▶ ABOUT THIS EXERCISE
Write the records out again, precisely as they stand.

▶ DATA EXTRACT

*** Block opens ***

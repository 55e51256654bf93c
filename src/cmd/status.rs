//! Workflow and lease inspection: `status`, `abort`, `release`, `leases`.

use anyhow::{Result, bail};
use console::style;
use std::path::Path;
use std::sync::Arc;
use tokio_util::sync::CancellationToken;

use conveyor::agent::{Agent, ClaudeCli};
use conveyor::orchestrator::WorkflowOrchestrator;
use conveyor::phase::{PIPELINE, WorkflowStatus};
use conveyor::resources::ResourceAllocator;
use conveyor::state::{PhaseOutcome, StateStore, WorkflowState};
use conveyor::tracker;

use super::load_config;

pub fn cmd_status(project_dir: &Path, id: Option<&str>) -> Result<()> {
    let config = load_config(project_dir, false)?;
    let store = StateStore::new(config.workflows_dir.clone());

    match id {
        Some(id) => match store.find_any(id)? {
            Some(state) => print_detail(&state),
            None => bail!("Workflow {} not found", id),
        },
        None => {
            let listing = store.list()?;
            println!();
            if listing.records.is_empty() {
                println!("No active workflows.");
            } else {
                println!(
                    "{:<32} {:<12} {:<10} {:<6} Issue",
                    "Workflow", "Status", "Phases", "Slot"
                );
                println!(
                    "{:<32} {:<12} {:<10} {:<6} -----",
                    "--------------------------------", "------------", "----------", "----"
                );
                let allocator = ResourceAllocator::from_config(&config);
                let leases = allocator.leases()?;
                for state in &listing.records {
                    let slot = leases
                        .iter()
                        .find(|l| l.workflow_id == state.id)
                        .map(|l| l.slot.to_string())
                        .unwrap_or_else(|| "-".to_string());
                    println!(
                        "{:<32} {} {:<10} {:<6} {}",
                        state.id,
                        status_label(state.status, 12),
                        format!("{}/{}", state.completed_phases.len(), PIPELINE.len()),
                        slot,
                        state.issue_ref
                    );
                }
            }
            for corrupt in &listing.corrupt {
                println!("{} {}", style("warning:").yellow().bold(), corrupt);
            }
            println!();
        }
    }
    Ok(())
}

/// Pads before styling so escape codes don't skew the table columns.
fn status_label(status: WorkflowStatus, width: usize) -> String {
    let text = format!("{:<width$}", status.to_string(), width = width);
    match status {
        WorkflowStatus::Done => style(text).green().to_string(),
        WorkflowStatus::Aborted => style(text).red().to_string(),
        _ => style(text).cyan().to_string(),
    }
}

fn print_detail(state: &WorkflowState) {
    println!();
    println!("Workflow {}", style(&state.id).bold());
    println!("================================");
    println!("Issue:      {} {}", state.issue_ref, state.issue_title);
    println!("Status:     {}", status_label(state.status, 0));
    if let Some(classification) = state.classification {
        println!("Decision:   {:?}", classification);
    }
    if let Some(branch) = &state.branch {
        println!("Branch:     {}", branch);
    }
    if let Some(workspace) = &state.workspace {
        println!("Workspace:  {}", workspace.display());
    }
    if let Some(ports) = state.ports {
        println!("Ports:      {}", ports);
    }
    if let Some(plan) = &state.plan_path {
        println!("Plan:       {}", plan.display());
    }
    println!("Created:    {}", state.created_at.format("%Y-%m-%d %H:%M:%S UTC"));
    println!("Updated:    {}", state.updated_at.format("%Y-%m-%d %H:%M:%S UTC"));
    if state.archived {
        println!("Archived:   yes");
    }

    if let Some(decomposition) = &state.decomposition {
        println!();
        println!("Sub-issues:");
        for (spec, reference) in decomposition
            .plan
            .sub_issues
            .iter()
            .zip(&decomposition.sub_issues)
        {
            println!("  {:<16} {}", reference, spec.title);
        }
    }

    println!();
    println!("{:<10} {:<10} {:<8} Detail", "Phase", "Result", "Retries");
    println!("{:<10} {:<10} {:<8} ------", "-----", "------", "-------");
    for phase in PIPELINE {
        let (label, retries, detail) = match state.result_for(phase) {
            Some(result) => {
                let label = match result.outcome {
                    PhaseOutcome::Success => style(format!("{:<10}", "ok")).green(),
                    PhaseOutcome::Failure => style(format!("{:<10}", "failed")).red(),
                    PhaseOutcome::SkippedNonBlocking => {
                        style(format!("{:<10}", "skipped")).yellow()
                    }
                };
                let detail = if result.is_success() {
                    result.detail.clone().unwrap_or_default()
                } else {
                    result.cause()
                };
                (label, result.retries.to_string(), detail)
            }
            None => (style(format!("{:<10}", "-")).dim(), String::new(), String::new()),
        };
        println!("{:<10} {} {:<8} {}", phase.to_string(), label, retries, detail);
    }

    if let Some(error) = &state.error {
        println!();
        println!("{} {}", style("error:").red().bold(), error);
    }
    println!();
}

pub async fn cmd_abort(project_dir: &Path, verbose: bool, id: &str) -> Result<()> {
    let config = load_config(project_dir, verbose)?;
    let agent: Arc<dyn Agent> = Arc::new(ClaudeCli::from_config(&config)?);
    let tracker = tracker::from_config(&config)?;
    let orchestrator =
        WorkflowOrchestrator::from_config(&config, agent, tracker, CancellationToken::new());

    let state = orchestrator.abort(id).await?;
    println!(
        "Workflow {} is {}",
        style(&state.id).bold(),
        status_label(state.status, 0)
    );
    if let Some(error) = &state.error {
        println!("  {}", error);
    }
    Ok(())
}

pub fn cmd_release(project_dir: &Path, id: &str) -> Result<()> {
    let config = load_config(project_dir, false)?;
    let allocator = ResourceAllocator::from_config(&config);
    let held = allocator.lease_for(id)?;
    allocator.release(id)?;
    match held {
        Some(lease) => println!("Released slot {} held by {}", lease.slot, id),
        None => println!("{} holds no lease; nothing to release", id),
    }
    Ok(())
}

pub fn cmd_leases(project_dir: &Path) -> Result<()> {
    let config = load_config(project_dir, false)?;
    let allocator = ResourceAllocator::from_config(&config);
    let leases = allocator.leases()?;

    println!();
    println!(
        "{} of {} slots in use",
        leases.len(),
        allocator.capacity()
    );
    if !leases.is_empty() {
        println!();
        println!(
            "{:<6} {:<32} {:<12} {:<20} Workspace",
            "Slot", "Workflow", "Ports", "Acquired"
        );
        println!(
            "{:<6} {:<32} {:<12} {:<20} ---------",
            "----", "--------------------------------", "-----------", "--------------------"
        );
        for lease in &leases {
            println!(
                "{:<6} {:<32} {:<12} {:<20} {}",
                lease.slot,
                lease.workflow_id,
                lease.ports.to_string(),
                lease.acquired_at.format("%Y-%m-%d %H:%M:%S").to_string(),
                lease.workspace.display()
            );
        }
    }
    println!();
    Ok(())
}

*** Block closes ***

▶ ANSWER FOR THE TASK
repository 55e51256654bf93c
filename src/cmd/status.rs
//! Workflow and lease inspection: `status`, `abort`, `release`, `leases`.

use anyhow::{Result, bail};
use console::style;
use std::path::Path;
use std::sync::Arc;
use tokio_util::sync::CancellationToken;

use conveyor::agent::{Agent, ClaudeCli};
use conveyor::orchestrator::WorkflowOrchestrator;
use conveyor::phase::{PIPELINE, WorkflowStatus};
use conveyor::resources::ResourceAllocator;
use conveyor::state::{PhaseOutcome, StateStore, WorkflowState};
use conveyor::tracker;

use super::load_config;

pub fn cmd_status(project_dir: &Path, id: Option<&str>) -> Result<()> {
    let config = load_config(project_dir, false)?;
    let store = StateStore::new(config.workflows_dir.clone());

    match id {
        Some(id) => match store.find_any(id)? {
            Some(state) => print_detail(&state),
            None => bail!("Workflow {} not found", id),
        },
        None => {
            let listing = store.list()?;
            println!();
            if listing.records.is_empty() {
                println!("No active workflows.");
            } else {
                println!(
                    "{:<32} {:<12} {:<10} {:<6} Issue",
                    "Workflow", "Status", "Phases", "Slot"
                );
                println!(
                    "{:<32} {:<12} {:<10} {:<6} -----",
                    "--------------------------------", "------------", "----------", "----"
                );
                let allocator = ResourceAllocator::from_config(&config);
                let leases = allocator.leases()?;
                for state in &listing.records {
                    let slot = leases
                        .iter()
                        .find(|l| l.workflow_id == state.id)
                        .map(|l| l.slot.to_string())
                        .unwrap_or_else(|| "-".to_string());
                    println!(
                        "{:<32} {} {:<10} {:<6} {}",
                        state.id,
                        status_label(state.status, 12),
                        format!("{}/{}", state.completed_phases.len(), PIPELINE.len()),
                        slot,
                        state.issue_ref
                    );
                }
            }
            for corrupt in &listing.corrupt {
                println!("{} {}", style("warning:").yellow().bold(), corrupt);
            }
            println!();
        }
    }
    Ok(())
}

/// Pads before styling so escape codes don't skew the table columns.
fn status_label(status: WorkflowStatus, width: usize) -> String {
    let text = format!("{:<width$}", status.to_string(), width = width);
    match status {
        WorkflowStatus::Done => style(text).green().to_string(),
        WorkflowStatus::Aborted => style(text).red().to_string(),
        _ => style(text).cyan().to_string(),
    }
}

fn print_detail(state: &WorkflowState) {
    println!();
    println!("Workflow {}", style(&state.id).bold());
    println!("================================");
    println!("Issue:      {} {}", state.issue_ref, state.issue_title);
    println!("Status:     {}", status_label(state.status, 0));
    if let Some(classification) = state.classification {
        println!("Decision:   {:?}", classification);
    }
    if let Some(branch) = &state.branch {
        println!("Branch:     {}", branch);
    }
    if let Some(workspace) = &state.workspace {
        println!("Workspace:  {}", workspace.display());
    }
    if let Some(ports) = state.ports {
        println!("Ports:      {}", ports);
    }
    if let Some(plan) = &state.plan_path {
        println!("Plan:       {}", plan.display());
    }
    println!("Created:    {}", state.created_at.format("%Y-%m-%d %H:%M:%S UTC"));
    println!("Updated:    {}", state.updated_at.format("%Y-%m-%d %H:%M:%S UTC"));
    if state.archived {
        println!("Archived:   yes");
    }

    if let Some(decomposition) = &state.decomposition {
        println!();
        println!("Sub-issues:");
        for (spec, reference) in decomposition
            .plan
            .sub_issues
            .iter()
            .zip(&decomposition.sub_issues)
        {
            println!("  {:<16} {}", reference, spec.title);
        }
    }

    println!();
    println!("{:<10} {:<10} {:<8} Detail", "Phase", "Result", "Retries");
    println!("{:<10} {:<10} {:<8} ------", "-----", "------", "-------");
    for phase in PIPELINE {
        let (label, retries, detail) = match state.result_for(phase) {
            Some(result) => {
                let label = match result.outcome {
                    PhaseOutcome::Success => style(format!("{:<10}", "ok")).green(),
                    PhaseOutcome::Failure => style(format!("{:<10}", "failed")).red(),
                    PhaseOutcome::SkippedNonBlocking => {
                        style(format!("{:<10}", "skipped")).yellow()
                    }
                };
                let detail = if result.is_success() {
                    result.detail.clone().unwrap_or_default()
                } else {
                    result.cause()
                };
                (label, result.retries.to_string(), detail)
            }
            None => (style(format!("{:<10}", "-")).dim(), String::new(), String::new()),
        };
        println!("{:<10} {} {:<8} {}", phase.to_string(), label, retries, detail);
    }

    if let Some(error) = &state.error {
        println!();
        println!("{} {}", style("error:").red().bold(), error);
    }
    println!();
}

pub async fn cmd_abort(project_dir: &Path, verbose: bool, id: &str) -> Result<()> {
    let config = load_config(project_dir, verbose)?;
    let agent: Arc<dyn Agent> = Arc::new(ClaudeCli::from_config(&config)?);
    let tracker = tracker::from_config(&config)?;
    let orchestrator =
        WorkflowOrchestrator::from_config(&config, agent, tracker, CancellationToken::new());

    let state = orchestrator.abort(id).await?;
    println!(
        "Workflow {} is {}",
        style(&state.id).bold(),
        status_label(state.status, 0)
    );
    if let Some(error) = &state.error {
        println!("  {}", error);
    }
    Ok(())
}

pub fn cmd_release(project_dir: &Path, id: &str) -> Result<()> {
    let config = load_config(project_dir, false)?;
    let allocator = ResourceAllocator::from_config(&config);
    let held = allocator.lease_for(id)?;
    allocator.release(id)?;
    match held {
        Some(lease) => println!("Released slot {} held by {}", lease.slot, id),
        None => println!("{} holds no lease; nothing to release", id),
    }
    Ok(())
}

pub fn cmd_leases(project_dir: &Path) -> Result<()> {
    let config = load_config(project_dir, false)?;
    let allocator = ResourceAllocator::from_config(&config);
    let leases = allocator.leases()?;

    println!();
    println!(
        "{} of {} slots in use",
        leases.len(),
        allocator.capacity()
    );
    if !leases.is_empty() {
        println!();
        println!(
            "{:<6} {:<32} {:<12} {:<20} Workspace",
            "Slot", "Workflow", "Ports", "Acquired"
        );
        println!(
            "{:<6} {:<32} {:<12} {:<20} ---------",
            "----", "--------------------------------", "-----------", "--------------------"
        );
        for lease in &leases {
            println!(
                "{:<6} {:<32} {:<12} {:<20} {}",
                lease.slot,
                lease.workflow_id,
                lease.ports.to_string(),
                lease.acquired_at.format("%Y-%m-%d %H:%M:%S").to_string(),
                lease.workspace.display()
            );
        }
    }
    println!();
    Ok(())
}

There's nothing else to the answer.